Research released today recommends that the U.S. federal government triple its annual investment in energy innovation over the next five years to speed clean energy transitions around the world and build advanced energy industries at home. The Center on Global Energy Policy at Columbia University released Energizing America: A Roadmap to Launch a National Energy Innovation Mission, a detailed guide for federal policymakers to raise energy innovation as a core national priority. Co-authored with scholars from the Information Technology and Innovation Foundation (ITIF), Energizing America is the first in a series of volumes to kickstart a U.S. federal clean energy establishment policy agenda.

U.S Plans to Launch National Energy Innovation Mission to Clean Energy Transitions

Offering a detailed roadmap for the next presidential administration and Congress, the volume released today calls for the federal government to dramatically increase federal funding for energy research, development, and demonstration across ten “technology pillars” that represent critical needs to decarbonize the global economy. John Kerry, 68th U.S. Secretary of State, endorsed Energizing America as, “A plan to make the U.S. the world leader in clean energy innovation and rise to an existential challenge—creating exciting new jobs along the way.”

The federal government currently invests less than $9 billion per year on energy development, less than a quarter of what it invests in health innovation and less than a tenth of what it invests in defense innovation. Raising annual federal investment to $25 billion by 2025 can jumpstart private innovation and sustain one million jobs over the long run, the authors conclude.
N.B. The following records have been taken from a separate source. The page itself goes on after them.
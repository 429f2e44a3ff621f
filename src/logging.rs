use tracing_subscriber::EnvFilter;
use tracing_subscriber::{fmt, layer::SubscriberExt, util::SubscriberInitExt};

/// Initialize tracing with file output.
///
/// Logging is disabled by default so the TUI display is never corrupted.
/// Set the `CODEAI_LOG` env var to a file path to enable it; `RUST_LOG`
/// controls the filter as usual.
pub fn init_logging() {
    let Some(log_path) = std::env::var("CODEAI_LOG").ok() else {
        return;
    };

    let filter = EnvFilter::try_from_default_env().unwrap_or_else(|_| EnvFilter::new("info"));

    let Ok(file) = std::fs::File::create(&log_path) else {
        eprintln!("Warning: failed to create log file: {}", log_path);
        return;
    };

    let file_layer = fmt::layer()
        .with_writer(file)
        .with_ansi(false)
        .with_target(true)
        .with_level(true);

    tracing_subscriber::registry()
        .with(filter)
        .with(file_layer)
        .init();
}
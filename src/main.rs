use anyhow::Result;
use clap::{Parser, Subcommand};
use colored::*;
use std::path::{Path, PathBuf};

mod app;
mod handler;
mod logging;
mod tui;
mod ui;

use app::App;
use codeai::api::{ChatClient, DEFAULT_API_BASE};
use codeai::config::Config;
use codeai::session::{self, Mode};
use codeai::upload;

#[derive(Parser)]
#[command(name = "codeai")]
#[command(about = "Terminal chat for a CodeAI code-explanation backend")]
struct Cli {
    /// Backend base URL (overrides the config file)
    #[arg(long)]
    api_base: Option<String>,

    #[command(subcommand)]
    command: Option<Commands>,
}

#[derive(Subcommand)]
enum Commands {
    /// Ask a single question and print the reply
    Ask {
        /// Your question
        question: String,
        /// Attach a file whose content frames the question
        #[arg(short, long)]
        file: Option<PathBuf>,
    },
    /// Check that the backend is reachable
    Health,
}

#[tokio::main]
async fn main() -> Result<()> {
    logging::init_logging();
    let cli = Cli::parse();

    let config = Config::load().unwrap_or_else(|_| Config::new());
    let base = cli
        .api_base
        .or_else(|| config.api_base.clone())
        .unwrap_or_else(|| DEFAULT_API_BASE.to_string());
    let client = ChatClient::new(&base);

    match cli.command {
        Some(Commands::Ask { question, file }) => {
            ask_once(&client, &question, file.as_deref()).await?
        }
        Some(Commands::Health) => check_health(&client).await?,
        None => run_tui(client, &config).await?,
    }

    Ok(())
}

async fn run_tui(client: ChatClient, config: &Config) -> Result<()> {
    let mode = config
        .default_mode
        .as_deref()
        .and_then(Mode::from_str)
        .unwrap_or_default();

    tui::install_panic_hook();
    let mut terminal = tui::init()?;
    let mut app = App::new(client, mode);

    let result = event_loop(&mut terminal, &mut app).await;

    tui::restore()?;
    result
}

async fn event_loop(terminal: &mut tui::Tui, app: &mut App) -> Result<()> {
    let mut events = tui::Events::new();

    while !app.should_quit {
        terminal.draw(|frame| ui::render(app, frame))?;

        match events.next().await {
            Some(event) => handler::handle_event(app, event).await?,
            None => break,
        }
    }

    Ok(())
}

async fn ask_once(client: &ChatClient, question: &str, file: Option<&Path>) -> Result<()> {
    if question.trim().is_empty() {
        println!("{}", "Nothing to ask".yellow());
        return Ok(());
    }

    let context = match file {
        Some(path) => {
            let content = tokio::fs::read_to_string(path).await?;
            let file_name = upload::file_name_of(&path.to_string_lossy());
            let ctx = upload::FileContext::from_file(&file_name, &content)?;
            println!("{} {}", "Attached:".bold().green(), file_name);
            Some(ctx)
        }
        None => None,
    };

    let prompt = session::compose_prompt(context.as_ref(), question.trim());

    println!("{}", "Asking CodeAI...".bold().magenta());

    match client.send(&prompt).await {
        Ok(reply) => {
            println!("\n{}", "Response:".bold().green());
            if reply.is_empty() {
                println!("{}", session::NO_RESPONSE_FALLBACK.dimmed());
            } else {
                println!("{}", reply);
            }
        }
        Err(e) => {
            println!("{}: {}", "Error querying the backend".red(), e);
            println!(
                "Make sure the CodeAI server is running at {}",
                client.base_url().bold()
            );
        }
    }

    Ok(())
}

async fn check_health(client: &ChatClient) -> Result<()> {
    match client.health().await {
        Ok(status) => {
            println!("{} {}", "Backend status:".bold().green(), status);
        }
        Err(e) => {
            println!("{}: {}", "Backend unreachable".red(), e);
            println!("Expected it at {}", client.base_url().bold());
        }
    }

    Ok(())
}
Varun Sivaram, senior research scholar at the Center on Global Energy Policy (CGEP) and lead author of the roadmap said, “Clean energy innovation is central to combating climate change — and to positioning the United States to compete globally in growing cleantech markets. As the IEA warns, half of the emissions reductions needed to swiftly reach net-zero emissions must come from immature technologies that haven’t yet reached markets.”
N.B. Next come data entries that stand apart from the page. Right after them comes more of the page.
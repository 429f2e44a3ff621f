use anyhow::{anyhow, Result};
use std::time::{Duration, Instant};
use tokio::task::JoinHandle;
use tracing::{debug, warn};

use codeai::api::ChatClient;
use codeai::segment::{segment, Segment};
use codeai::session::{ChatSession, Mode};

#[derive(Debug, Clone, Copy, PartialEq, Eq)]
pub enum InputMode {
    Normal,
    Editing,
}

#[derive(Debug, Clone, Copy, PartialEq, Eq)]
pub enum FocusPane {
    Transcript,
    Input,
}

/// A code segment extracted from the transcript, addressable for
/// selection and clipboard copy.
#[derive(Debug, Clone)]
pub struct CodeBlock {
    pub language: Option<String>,
    pub body: String,
}

/// How long the "copied" confirmation stays on a code block.
pub const COPY_FLASH_MILLIS: u64 = 1200;

/// Copy confirmation state: `block` shows the confirmed label until
/// `until` passes. Copying again, on any block, replaces the deadline.
#[derive(Debug, Clone, Copy)]
pub struct CopyFlash {
    pub block: usize,
    pub until: Instant,
}

pub struct App {
    // Core state
    pub should_quit: bool,
    pub input_mode: InputMode,
    pub focus: FocusPane,

    pub session: ChatSession,
    pub client: ChatClient,

    // Prompt input
    pub input: String,
    pub cursor: usize,

    // Transcript scroll
    pub chat_scroll: u16,
    pub chat_height: u16,
    pub total_chat_lines: u16,
    pub follow_chat: bool,

    // Pending reply
    pub reply_task: Option<JoinHandle<Result<String>>>,
    pub animation_frame: u8,

    // Code block selection and copy confirmation
    pub selected_block: Option<usize>,
    pub copy_flash: Option<CopyFlash>,

    // Popup state
    pub show_attach_input: bool,
    pub attach_input: String,
    pub attach_cursor: usize,
    pub show_clear_confirm: bool,
    pub notice: Option<String>,
}

impl App {
    pub fn new(client: ChatClient, mode: Mode) -> Self {
        Self {
            should_quit: false,
            input_mode: InputMode::Editing,
            focus: FocusPane::Input,

            session: ChatSession::new(mode),
            client,

            input: String::new(),
            cursor: 0,

            chat_scroll: 0,
            chat_height: 0,
            total_chat_lines: 0,
            follow_chat: true,

            reply_task: None,
            animation_frame: 0,

            selected_block: None,
            copy_flash: None,

            show_attach_input: false,
            attach_input: String::new(),
            attach_cursor: 0,
            show_clear_confirm: false,
            notice: None,
        }
    }

    /// Advance timed UI state: thinking animation, copy-confirmation
    /// expiry, stale block selection.
    pub fn tick(&mut self) {
        if self.session.is_sending() {
            self.animation_frame = (self.animation_frame + 1) % 3;
        }

        if let Some(flash) = self.copy_flash {
            if Instant::now() >= flash.until {
                self.copy_flash = None;
            }
        }

        let blocks = self.code_blocks().len();
        if self.selected_block.is_some_and(|i| i >= blocks) {
            self.selected_block = None;
        }
    }

    /// Submit the current input. No-op while a request is in flight or
    /// when the input trims to nothing.
    pub fn submit(&mut self) {
        let Some(prompt) = self.session.begin_submit(&self.input) else {
            return;
        };

        self.input.clear();
        self.cursor = 0;
        self.follow_chat = true;

        let client = self.client.clone();
        self.reply_task = Some(tokio::spawn(async move { client.send(&prompt).await }));
    }

    /// Settle the pending reply once its task has finished.
    pub async fn poll_reply(&mut self) {
        if !self.reply_task.as_ref().is_some_and(|t| t.is_finished()) {
            return;
        }
        if let Some(task) = self.reply_task.take() {
            let result = match task.await {
                Ok(result) => result,
                Err(err) => Err(anyhow!("reply task panicked: {err}")),
            };
            self.session.finish_submit(result);
            self.follow_chat = true;
        }
    }

    // Code block selection

    pub fn code_blocks(&self) -> Vec<CodeBlock> {
        self.session
            .messages()
            .iter()
            .flat_map(|msg| segment(&msg.content))
            .filter_map(|seg| match seg {
                Segment::Code { language, body } => Some(CodeBlock { language, body }),
                Segment::Text { .. } => None,
            })
            .collect()
    }

    pub fn select_next_block(&mut self) {
        let len = self.code_blocks().len();
        if len == 0 {
            return;
        }
        self.selected_block = Some(match self.selected_block {
            Some(i) => (i + 1).min(len - 1),
            None => 0,
        });
    }

    pub fn select_prev_block(&mut self) {
        let len = self.code_blocks().len();
        if len == 0 {
            return;
        }
        self.selected_block = Some(match self.selected_block {
            Some(i) => i.saturating_sub(1),
            None => len - 1,
        });
    }

    /// Copy the selected code block to the clipboard and flash the
    /// confirmation label. Re-copying restarts the timer.
    pub fn copy_selected_block(&mut self) {
        let Some(idx) = self.selected_block else {
            return;
        };
        let blocks = self.code_blocks();
        let Some(block) = blocks.get(idx) else {
            return;
        };

        match arboard::Clipboard::new().and_then(|mut cb| cb.set_text(block.body.clone())) {
            Ok(()) => {
                debug!(
                    block = idx,
                    language = block.language.as_deref().unwrap_or("plain"),
                    "code block copied"
                );
                self.copy_flash = Some(CopyFlash {
                    block: idx,
                    until: Instant::now() + Duration::from_millis(COPY_FLASH_MILLIS),
                });
            }
            Err(err) => {
                warn!("clipboard copy failed: {err}");
                self.notice = Some(format!("Could not access the clipboard: {}", err));
            }
        }
    }

    // Transcript scrolling

    pub fn scroll_down(&mut self) {
        let max = self.total_chat_lines.saturating_sub(self.chat_height);
        self.chat_scroll = self.chat_scroll.saturating_add(1).min(max);
        self.follow_chat = self.chat_scroll >= max;
    }

    pub fn scroll_up(&mut self) {
        self.chat_scroll = self.chat_scroll.saturating_sub(1);
        self.follow_chat = false;
    }

    pub fn scroll_half_page_down(&mut self) {
        let half_page = self.chat_height / 2;
        let max = self.total_chat_lines.saturating_sub(self.chat_height);
        self.chat_scroll = (self.chat_scroll + half_page).min(max);
        self.follow_chat = self.chat_scroll >= max;
    }

    pub fn scroll_half_page_up(&mut self) {
        let half_page = self.chat_height / 2;
        self.chat_scroll = self.chat_scroll.saturating_sub(half_page);
        self.follow_chat = false;
    }

    pub fn scroll_to_top(&mut self) {
        self.chat_scroll = 0;
        self.follow_chat = false;
    }

    pub fn scroll_to_bottom(&mut self) {
        self.follow_chat = true;
    }
}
Co-author David Sandalow, senior research fellow at CGEP and a former senior official at the White House, State Department and U.S. Department of Energy, added “Mobilizing the full capacity of the federal government to accelerate energy innovation can make a huge difference in meeting these challenges.”

The volume explains why energy innovation is a critical national priority and synthesizes lessons from previous federal funding increases for space, health, and defense funding to create detailed recommendations for ramping up energy making funding across five years.
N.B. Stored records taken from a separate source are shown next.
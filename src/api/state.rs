use crate::core::AppConfig;
use crate::notify::FanoutEngine;

/// Shared by every request handler. Nothing in here changes after
/// startup so it is shared without a lock.
pub struct AppState {
    pub engine: FanoutEngine,
    pub config: AppConfig,
}

impl AppState {
    pub fn new(engine: FanoutEngine, config: AppConfig) -> Self {
        Self { engine, config }
    }
}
In recent years, clean energy restructuring has gained bipartisan support in Congress. Lawmakers from both parties are advancing legislation that would boost funding for energy storage, carbon capture, nuclear energy, smart power grids, hydrogen, and other critical clean energy technologies. But to date, no coherent, overarching roadmap exists to guide investments across the federal government to advance the full spectrum of clean energy technologies. Energizing America fills that gap.

“Innovation is key to combating climate change, achieving a more secure and clean energy future, and maintaining American leadership in the growing energy industries of tomorrow,” said Jason Bordoff, founding director of the Center on Global Energy Policy. “Although the case for energy innovation is clear, the question for policymakers remains: how best to accomplish it? Energizing America answers that question and offers the next administration and Congress a strategic framework to triple U.S. annual investment in energy creation over the next five years, including detailed funding proposals across the full spectrum of critical energy technologies and recommendations for immediate implementation.”

The roadmap recommends that the incoming presidential administration and Congress take three immediate steps in 2021:

First, the president should issue a presidential policy directive announcing the National Energy Innovation Mission, establishing energy innovation as a national priority, setting a goal of tripling federal funding for energy innovation in five years, and creating a White House Task Force to coordinate among agencies and speed implementation.

Second, the next Congress should pass an ambitious budget for the 2022 fiscal year that sharply increases federal energy research, development, and demonstration funding—focusing particularly on currently underfunded technology pillars—and sets the U.S. on a path to tripling the budget by 2025.

Third, the United States should immediately reassert its international leadership by recommitting to Mission Innovation, courting bilateral collaborations to advance energy technologies, and stimulating a competitive race-to-the-top to raise global public funding for clean energy innovation.

“The three steps we are recommending right away would spark federal action on an unprecedented scale to accelerate energy innovation. But that should only be the start,” said David M. Hart, co-author and director of ITIF’s Clean Energy Innovation Policy Program.  “A sustained ramp-up of federal investment, as we have proposed, would create massive opportunities to reduce global carbon emissions while strengthening U.S. industry and creating jobs.”

On September 23 at Noon EDT, the Center on Global Energy Policy will host the global launch of Energizing America at Climate Week NYC 2020. The virtual event will be headlined by Elizabeth Sherwood-Randall, distinguished professor at Georgia Institute of Technology and former deputy secretary of energy, and Representative Kathy Castor (D-FL), chair of the House Select Committee on the Climate Crisis.